Find "let store = rule_store(loaded)?;" and "async fn open_feed(args: &RunArgs)" in the records below. Copy the lines holding them and every line between, exactly, and no others.
----- Source material
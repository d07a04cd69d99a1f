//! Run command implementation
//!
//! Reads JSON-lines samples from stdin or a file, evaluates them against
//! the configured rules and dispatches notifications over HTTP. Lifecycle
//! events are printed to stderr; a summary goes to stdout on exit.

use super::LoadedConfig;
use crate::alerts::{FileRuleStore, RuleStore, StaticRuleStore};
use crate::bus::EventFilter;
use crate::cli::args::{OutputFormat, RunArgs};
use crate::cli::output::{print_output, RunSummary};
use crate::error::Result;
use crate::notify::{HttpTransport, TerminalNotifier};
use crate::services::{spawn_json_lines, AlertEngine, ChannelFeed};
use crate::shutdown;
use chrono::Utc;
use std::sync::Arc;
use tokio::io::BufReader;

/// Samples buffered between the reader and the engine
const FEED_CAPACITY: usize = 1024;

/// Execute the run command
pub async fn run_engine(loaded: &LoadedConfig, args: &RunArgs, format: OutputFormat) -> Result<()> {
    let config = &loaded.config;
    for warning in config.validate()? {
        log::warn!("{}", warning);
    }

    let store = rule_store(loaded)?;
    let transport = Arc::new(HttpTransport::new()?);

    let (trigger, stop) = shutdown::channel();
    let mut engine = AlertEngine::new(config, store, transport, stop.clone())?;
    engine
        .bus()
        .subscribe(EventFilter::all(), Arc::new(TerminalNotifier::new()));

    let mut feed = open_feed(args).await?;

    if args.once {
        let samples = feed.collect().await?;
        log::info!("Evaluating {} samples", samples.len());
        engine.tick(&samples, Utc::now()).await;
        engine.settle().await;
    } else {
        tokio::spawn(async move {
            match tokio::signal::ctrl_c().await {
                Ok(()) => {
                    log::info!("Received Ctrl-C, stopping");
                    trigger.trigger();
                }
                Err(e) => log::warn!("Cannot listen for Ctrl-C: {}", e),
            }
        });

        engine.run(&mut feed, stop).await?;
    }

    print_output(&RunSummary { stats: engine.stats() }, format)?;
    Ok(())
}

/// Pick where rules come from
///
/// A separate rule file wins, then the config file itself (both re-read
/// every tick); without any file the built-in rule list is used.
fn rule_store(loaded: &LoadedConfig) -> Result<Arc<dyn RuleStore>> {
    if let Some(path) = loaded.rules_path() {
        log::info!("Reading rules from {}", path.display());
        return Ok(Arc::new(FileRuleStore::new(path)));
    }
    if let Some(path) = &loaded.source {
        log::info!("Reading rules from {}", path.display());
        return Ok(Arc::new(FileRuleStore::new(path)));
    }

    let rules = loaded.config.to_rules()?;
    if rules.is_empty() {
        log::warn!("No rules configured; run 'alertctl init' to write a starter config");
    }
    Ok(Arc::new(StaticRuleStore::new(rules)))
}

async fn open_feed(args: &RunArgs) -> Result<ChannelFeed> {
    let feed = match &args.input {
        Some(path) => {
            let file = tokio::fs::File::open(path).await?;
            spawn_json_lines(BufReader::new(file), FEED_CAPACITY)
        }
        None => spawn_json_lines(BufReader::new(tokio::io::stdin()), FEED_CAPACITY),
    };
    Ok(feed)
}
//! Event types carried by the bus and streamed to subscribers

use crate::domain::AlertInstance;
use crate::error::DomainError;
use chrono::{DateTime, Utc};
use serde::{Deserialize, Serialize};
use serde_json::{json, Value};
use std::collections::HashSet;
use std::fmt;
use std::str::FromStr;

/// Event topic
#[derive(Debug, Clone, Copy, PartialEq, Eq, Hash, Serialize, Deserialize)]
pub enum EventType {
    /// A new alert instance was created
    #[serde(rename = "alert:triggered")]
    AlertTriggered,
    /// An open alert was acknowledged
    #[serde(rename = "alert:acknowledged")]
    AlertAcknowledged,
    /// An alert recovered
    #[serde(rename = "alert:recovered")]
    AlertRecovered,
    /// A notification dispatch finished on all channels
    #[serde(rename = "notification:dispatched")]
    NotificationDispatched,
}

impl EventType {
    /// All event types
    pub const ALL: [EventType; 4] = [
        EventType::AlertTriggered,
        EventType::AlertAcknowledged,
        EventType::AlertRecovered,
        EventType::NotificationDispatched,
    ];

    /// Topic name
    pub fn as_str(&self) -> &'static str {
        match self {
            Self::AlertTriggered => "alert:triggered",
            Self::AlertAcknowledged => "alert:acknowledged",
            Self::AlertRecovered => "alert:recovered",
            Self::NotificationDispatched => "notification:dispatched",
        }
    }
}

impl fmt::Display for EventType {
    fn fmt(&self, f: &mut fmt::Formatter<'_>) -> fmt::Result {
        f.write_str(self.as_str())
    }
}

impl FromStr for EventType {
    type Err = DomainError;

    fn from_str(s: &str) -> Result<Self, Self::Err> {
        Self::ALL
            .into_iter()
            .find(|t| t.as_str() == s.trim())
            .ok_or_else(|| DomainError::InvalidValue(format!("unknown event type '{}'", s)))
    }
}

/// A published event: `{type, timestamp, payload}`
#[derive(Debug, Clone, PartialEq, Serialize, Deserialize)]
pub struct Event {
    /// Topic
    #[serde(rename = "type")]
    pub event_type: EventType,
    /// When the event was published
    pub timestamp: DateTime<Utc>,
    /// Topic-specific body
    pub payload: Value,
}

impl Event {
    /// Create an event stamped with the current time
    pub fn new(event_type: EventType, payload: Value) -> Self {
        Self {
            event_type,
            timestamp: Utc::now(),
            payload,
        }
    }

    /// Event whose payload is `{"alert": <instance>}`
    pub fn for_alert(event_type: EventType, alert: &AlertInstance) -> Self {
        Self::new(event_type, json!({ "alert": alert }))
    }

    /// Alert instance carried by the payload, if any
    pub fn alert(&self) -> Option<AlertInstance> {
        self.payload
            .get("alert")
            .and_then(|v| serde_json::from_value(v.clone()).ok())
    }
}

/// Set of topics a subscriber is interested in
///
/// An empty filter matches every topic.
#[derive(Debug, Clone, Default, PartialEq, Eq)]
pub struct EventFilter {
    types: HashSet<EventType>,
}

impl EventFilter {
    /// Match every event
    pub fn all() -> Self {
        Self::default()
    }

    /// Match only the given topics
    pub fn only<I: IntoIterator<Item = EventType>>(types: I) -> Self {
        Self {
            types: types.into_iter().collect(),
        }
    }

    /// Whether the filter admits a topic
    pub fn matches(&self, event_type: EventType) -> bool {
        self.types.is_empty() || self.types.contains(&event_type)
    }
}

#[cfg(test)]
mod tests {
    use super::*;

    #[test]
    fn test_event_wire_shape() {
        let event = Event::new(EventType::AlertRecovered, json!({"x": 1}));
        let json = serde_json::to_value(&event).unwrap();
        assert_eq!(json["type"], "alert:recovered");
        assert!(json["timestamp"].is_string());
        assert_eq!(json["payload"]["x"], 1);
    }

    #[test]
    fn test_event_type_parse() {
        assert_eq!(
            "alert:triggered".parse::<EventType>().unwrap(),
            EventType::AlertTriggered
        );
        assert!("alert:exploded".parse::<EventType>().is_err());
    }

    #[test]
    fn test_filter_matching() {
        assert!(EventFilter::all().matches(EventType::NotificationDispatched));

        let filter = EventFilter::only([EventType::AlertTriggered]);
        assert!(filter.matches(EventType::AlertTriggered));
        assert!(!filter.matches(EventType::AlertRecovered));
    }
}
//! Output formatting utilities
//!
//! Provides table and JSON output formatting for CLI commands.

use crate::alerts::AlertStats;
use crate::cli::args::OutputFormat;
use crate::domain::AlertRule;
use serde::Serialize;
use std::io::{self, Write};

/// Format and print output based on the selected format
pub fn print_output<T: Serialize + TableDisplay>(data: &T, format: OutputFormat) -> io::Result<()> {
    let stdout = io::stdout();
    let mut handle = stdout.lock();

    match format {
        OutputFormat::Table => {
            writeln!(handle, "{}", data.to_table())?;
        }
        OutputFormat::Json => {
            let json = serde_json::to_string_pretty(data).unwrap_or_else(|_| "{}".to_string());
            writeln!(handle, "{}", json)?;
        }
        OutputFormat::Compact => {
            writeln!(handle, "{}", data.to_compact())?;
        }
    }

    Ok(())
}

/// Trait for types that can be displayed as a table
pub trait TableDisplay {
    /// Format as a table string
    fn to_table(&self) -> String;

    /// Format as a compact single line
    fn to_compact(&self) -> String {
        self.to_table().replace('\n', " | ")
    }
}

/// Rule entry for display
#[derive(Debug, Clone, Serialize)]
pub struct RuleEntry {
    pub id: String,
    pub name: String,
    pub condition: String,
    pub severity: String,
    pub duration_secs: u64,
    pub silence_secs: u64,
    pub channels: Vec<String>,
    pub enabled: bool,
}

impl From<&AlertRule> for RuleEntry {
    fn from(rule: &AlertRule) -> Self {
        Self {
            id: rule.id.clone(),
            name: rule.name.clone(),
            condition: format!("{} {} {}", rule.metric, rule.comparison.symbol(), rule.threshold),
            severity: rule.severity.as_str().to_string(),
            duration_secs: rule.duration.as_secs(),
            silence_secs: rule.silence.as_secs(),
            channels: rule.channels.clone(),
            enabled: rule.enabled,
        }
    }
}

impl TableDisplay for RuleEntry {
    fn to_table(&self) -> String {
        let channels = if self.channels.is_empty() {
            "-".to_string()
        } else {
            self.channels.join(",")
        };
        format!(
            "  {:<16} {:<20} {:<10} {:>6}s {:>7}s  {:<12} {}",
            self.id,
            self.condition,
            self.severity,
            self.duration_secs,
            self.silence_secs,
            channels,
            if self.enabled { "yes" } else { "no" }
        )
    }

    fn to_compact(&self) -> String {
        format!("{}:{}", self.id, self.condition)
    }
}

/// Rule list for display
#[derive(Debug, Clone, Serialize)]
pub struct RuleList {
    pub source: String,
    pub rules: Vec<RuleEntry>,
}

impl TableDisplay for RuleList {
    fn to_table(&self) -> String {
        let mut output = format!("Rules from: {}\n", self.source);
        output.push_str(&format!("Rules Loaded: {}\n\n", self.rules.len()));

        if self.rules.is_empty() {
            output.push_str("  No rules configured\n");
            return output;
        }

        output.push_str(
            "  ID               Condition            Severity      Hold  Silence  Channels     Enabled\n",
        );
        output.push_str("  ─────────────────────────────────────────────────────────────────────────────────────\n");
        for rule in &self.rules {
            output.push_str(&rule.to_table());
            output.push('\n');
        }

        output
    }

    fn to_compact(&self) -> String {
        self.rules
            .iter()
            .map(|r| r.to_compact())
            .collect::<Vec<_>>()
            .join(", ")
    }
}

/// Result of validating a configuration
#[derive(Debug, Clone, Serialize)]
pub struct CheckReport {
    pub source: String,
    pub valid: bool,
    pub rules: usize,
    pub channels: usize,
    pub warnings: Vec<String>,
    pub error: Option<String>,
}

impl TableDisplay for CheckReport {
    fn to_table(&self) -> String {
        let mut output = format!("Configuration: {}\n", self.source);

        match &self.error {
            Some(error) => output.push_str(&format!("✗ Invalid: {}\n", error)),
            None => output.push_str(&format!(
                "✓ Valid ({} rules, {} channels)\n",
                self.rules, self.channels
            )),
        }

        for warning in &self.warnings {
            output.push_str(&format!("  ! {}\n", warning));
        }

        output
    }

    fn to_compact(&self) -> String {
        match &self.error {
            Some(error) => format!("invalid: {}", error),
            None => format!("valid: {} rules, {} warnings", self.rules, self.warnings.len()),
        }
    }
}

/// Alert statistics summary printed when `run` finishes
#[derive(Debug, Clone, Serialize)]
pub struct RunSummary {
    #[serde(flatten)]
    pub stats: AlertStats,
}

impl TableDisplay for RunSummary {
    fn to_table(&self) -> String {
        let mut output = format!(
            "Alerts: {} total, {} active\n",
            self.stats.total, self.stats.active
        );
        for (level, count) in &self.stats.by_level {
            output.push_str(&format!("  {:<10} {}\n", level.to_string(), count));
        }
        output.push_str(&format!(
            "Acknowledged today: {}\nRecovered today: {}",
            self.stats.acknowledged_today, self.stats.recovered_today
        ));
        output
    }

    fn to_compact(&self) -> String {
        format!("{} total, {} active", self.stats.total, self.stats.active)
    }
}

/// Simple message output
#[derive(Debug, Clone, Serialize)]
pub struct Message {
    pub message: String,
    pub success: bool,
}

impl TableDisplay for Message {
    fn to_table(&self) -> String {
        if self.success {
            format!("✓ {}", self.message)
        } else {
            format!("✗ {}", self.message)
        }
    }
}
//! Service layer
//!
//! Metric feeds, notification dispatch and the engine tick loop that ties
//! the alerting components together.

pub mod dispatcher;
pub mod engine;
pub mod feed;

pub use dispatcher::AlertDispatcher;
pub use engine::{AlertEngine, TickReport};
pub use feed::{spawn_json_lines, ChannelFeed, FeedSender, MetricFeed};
----------
----- Source material
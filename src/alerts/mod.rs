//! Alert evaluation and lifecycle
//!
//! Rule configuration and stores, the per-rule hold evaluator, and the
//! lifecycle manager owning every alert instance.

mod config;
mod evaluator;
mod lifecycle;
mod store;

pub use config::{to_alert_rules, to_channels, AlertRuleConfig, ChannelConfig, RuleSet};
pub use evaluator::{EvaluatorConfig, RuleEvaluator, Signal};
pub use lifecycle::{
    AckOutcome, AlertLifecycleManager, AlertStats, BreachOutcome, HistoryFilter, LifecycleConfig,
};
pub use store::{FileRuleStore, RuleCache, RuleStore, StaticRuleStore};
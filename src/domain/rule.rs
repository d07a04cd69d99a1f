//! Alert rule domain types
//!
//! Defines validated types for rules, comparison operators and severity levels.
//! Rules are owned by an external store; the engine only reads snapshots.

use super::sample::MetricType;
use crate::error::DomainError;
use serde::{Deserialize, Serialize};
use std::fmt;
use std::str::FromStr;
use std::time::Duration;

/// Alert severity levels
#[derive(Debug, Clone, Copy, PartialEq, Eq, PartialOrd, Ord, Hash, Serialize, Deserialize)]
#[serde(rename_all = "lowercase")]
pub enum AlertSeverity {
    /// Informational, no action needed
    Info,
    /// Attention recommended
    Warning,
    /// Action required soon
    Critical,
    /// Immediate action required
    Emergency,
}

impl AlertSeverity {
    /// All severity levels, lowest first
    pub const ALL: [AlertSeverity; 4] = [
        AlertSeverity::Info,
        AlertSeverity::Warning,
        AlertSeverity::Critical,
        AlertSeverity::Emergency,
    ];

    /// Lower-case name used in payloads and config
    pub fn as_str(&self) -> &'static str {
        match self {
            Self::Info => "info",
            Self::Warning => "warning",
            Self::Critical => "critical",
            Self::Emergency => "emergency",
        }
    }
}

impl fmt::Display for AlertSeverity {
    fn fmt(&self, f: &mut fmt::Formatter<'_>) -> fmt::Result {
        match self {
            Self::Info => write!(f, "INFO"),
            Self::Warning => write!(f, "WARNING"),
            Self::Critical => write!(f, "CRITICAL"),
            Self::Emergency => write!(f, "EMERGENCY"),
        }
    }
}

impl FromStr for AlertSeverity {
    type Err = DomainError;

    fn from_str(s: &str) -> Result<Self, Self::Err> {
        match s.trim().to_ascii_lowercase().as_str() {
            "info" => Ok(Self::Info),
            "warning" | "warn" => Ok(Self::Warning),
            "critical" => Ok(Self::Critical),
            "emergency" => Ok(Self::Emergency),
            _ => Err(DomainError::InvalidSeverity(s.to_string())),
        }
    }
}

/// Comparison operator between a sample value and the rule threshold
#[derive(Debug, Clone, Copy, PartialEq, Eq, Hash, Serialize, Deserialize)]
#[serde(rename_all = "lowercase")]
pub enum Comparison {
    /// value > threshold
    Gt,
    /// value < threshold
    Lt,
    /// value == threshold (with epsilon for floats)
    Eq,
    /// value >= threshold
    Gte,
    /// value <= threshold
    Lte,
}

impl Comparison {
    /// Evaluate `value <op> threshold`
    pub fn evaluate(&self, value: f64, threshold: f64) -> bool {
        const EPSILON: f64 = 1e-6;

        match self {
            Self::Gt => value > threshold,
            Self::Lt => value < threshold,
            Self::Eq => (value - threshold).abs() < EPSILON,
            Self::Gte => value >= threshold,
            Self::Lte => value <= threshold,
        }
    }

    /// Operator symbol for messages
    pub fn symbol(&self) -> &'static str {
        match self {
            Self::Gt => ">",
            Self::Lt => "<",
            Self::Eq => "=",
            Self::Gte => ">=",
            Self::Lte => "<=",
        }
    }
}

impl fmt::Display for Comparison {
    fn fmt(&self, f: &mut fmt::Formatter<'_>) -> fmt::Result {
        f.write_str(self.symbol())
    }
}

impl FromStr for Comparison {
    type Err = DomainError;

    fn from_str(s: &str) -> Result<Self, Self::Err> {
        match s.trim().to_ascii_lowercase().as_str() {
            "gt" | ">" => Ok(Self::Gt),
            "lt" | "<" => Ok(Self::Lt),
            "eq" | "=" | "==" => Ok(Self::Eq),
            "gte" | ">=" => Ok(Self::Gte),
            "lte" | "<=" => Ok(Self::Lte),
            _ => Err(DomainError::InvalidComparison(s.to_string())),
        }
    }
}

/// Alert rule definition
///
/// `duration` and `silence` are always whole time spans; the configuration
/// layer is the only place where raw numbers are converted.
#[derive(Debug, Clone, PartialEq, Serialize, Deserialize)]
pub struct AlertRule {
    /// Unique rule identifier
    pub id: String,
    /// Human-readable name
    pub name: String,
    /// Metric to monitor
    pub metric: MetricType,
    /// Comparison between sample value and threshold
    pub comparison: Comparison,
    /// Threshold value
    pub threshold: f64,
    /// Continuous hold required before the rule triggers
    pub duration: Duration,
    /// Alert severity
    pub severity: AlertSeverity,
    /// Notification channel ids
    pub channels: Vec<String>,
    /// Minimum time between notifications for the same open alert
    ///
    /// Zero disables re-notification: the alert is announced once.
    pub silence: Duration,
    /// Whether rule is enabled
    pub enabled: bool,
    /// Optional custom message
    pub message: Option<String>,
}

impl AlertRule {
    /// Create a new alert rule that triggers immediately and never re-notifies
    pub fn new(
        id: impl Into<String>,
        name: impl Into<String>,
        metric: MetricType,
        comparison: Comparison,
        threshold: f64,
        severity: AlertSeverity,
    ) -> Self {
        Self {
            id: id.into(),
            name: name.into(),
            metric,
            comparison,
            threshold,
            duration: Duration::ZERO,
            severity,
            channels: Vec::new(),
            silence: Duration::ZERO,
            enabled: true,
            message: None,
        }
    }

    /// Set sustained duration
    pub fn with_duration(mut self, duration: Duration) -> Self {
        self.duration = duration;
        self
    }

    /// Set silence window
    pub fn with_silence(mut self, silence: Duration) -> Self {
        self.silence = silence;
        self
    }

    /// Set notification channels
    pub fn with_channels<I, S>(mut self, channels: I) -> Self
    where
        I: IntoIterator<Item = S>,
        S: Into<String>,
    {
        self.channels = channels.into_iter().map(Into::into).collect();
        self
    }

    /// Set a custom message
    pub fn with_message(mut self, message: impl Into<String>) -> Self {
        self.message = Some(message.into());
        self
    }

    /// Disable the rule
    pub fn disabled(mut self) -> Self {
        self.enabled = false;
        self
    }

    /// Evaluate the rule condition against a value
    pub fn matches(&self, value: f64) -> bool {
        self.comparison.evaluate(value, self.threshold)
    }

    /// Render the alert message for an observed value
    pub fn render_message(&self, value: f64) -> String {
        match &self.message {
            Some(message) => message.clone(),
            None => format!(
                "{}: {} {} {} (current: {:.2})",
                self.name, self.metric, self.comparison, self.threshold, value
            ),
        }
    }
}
----------
----- Source material
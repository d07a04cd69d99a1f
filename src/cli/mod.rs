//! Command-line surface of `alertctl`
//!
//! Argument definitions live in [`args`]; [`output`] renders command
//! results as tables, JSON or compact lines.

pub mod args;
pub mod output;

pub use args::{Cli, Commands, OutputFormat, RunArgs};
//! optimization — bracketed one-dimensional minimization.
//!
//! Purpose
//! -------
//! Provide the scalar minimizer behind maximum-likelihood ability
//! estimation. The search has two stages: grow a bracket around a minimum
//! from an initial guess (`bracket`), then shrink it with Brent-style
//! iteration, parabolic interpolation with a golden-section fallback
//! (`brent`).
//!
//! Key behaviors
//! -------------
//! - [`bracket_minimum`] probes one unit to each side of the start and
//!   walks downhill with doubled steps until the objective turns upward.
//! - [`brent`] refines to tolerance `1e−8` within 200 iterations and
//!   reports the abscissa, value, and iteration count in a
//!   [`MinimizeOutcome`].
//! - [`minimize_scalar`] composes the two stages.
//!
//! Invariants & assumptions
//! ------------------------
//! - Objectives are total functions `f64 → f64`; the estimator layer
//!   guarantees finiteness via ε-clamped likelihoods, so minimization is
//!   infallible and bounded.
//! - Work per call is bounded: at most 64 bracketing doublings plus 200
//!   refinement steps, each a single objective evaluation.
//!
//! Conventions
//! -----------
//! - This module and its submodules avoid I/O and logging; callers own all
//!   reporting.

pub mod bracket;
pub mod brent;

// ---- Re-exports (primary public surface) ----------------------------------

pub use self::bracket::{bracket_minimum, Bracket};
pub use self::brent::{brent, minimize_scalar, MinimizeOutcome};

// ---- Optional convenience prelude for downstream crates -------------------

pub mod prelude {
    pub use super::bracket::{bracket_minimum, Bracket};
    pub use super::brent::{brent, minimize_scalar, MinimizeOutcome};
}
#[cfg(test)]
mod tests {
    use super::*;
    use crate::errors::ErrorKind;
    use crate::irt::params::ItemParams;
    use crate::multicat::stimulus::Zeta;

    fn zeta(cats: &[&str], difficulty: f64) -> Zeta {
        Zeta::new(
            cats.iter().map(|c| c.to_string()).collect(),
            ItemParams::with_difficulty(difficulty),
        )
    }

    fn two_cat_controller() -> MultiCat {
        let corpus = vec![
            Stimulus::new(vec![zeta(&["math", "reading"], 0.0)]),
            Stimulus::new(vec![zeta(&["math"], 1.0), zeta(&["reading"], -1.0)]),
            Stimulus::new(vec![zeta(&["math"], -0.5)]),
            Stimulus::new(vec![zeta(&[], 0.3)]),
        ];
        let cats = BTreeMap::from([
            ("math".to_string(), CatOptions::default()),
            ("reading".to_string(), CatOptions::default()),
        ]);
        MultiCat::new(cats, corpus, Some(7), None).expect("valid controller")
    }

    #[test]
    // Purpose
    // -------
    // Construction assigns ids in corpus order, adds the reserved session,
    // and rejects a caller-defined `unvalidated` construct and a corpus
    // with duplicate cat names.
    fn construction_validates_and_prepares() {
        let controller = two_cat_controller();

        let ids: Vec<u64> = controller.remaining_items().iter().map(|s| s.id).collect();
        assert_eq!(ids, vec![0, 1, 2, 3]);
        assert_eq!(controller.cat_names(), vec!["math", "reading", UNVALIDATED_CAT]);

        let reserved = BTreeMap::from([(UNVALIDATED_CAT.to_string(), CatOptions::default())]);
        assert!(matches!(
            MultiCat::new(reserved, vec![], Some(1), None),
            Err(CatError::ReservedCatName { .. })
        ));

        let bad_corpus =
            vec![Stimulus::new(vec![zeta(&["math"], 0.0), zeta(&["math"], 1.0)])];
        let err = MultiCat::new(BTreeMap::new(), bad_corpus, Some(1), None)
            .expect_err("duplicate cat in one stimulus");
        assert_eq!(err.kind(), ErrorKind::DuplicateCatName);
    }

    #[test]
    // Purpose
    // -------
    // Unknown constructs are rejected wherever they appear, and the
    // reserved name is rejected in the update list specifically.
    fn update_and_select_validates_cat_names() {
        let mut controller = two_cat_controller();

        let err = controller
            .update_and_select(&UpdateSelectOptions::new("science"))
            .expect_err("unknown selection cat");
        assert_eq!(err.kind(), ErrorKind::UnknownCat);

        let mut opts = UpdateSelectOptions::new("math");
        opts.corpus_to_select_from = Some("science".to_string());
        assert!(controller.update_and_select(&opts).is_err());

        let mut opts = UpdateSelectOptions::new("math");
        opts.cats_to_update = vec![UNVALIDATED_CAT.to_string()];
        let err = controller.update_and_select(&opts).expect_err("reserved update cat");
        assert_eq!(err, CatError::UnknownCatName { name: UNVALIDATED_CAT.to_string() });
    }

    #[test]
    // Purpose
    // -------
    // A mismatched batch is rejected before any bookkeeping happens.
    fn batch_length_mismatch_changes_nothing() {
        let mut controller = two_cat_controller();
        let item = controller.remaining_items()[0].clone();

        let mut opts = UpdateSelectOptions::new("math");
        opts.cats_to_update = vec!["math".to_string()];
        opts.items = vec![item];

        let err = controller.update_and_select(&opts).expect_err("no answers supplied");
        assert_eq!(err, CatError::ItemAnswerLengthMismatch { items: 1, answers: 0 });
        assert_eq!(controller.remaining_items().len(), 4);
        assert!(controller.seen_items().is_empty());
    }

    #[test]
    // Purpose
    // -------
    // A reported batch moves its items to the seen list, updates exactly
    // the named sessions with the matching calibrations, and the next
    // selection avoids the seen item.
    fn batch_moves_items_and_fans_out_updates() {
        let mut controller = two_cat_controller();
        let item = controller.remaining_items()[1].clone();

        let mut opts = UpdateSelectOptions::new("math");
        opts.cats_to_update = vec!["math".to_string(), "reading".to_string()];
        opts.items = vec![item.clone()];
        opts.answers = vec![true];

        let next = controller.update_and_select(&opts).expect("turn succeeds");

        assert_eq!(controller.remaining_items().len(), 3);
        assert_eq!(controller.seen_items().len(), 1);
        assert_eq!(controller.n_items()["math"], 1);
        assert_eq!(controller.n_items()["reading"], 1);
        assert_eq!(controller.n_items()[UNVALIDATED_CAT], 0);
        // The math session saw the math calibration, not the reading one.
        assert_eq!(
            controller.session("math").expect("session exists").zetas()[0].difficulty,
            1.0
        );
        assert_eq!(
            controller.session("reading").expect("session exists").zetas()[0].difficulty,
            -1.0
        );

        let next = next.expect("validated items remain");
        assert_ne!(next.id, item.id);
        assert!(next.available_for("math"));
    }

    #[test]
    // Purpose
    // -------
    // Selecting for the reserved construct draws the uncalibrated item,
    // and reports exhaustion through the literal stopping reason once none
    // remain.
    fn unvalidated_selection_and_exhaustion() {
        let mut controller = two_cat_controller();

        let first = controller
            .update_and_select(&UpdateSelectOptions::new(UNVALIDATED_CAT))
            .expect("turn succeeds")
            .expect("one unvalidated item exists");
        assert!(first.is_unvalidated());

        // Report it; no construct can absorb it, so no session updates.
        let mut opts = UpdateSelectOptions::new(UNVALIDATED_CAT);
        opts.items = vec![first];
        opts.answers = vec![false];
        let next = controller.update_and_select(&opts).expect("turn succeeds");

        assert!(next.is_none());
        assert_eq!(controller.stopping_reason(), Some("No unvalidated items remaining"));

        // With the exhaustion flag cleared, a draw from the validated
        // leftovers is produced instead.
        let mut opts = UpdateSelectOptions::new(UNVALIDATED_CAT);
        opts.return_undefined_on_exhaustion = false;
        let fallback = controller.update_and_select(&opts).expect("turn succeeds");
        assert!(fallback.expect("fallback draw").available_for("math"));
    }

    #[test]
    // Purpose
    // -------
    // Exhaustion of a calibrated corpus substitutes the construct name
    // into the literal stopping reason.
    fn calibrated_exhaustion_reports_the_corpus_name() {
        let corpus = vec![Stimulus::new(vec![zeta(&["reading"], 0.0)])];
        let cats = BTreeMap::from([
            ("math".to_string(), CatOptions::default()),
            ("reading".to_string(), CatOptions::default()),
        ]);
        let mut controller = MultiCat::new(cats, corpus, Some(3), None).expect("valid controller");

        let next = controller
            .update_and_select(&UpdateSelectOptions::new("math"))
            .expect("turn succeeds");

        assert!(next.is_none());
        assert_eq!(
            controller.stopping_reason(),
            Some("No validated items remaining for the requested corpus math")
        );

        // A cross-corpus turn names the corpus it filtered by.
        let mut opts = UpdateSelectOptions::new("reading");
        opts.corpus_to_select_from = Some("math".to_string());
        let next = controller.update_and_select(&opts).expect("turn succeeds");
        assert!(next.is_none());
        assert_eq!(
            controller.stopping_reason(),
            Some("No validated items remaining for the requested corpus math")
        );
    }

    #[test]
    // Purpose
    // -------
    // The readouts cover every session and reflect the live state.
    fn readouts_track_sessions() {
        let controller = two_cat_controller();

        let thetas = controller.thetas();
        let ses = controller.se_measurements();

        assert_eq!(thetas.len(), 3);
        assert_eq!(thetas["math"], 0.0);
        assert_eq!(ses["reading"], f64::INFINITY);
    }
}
----------
● Response:
    let store = rule_store(loaded)?;
    let transport = Arc::new(HttpTransport::new()?);

    let (trigger, stop) = shutdown::channel();
    let mut engine = AlertEngine::new(config, store, transport, stop.clone())?;
    engine
        .bus()
        .subscribe(EventFilter::all(), Arc::new(TerminalNotifier::new()));

    let mut feed = open_feed(args).await?;

    if args.once {
        let samples = feed.collect().await?;
        log::info!("Evaluating {} samples", samples.len());
        engine.tick(&samples, Utc::now()).await;
        engine.settle().await;
    } else {
        tokio::spawn(async move {
            match tokio::signal::ctrl_c().await {
                Ok(()) => {
                    log::info!("Received Ctrl-C, stopping");
                    trigger.trigger();
                }
                Err(e) => log::warn!("Cannot listen for Ctrl-C: {}", e),
            }
        });

        engine.run(&mut feed, stop).await?;
    }

    print_output(&RunSummary { stats: engine.stats() }, format)?;
    Ok(())
}

/// Pick where rules come from
///
/// A separate rule file wins, then the config file itself (both re-read
/// every tick); without any file the built-in rule list is used.
fn rule_store(loaded: &LoadedConfig) -> Result<Arc<dyn RuleStore>> {
    if let Some(path) = loaded.rules_path() {
        log::info!("Reading rules from {}", path.display());
        return Ok(Arc::new(FileRuleStore::new(path)));
    }
    if let Some(path) = &loaded.source {
        log::info!("Reading rules from {}", path.display());
        return Ok(Arc::new(FileRuleStore::new(path)));
    }

    let rules = loaded.config.to_rules()?;
    if rules.is_empty() {
        log::warn!("No rules configured; run 'alertctl init' to write a starter config");
    }
    Ok(Arc::new(StaticRuleStore::new(rules)))
}

async fn open_feed(args: &RunArgs) -> Result<ChannelFeed> {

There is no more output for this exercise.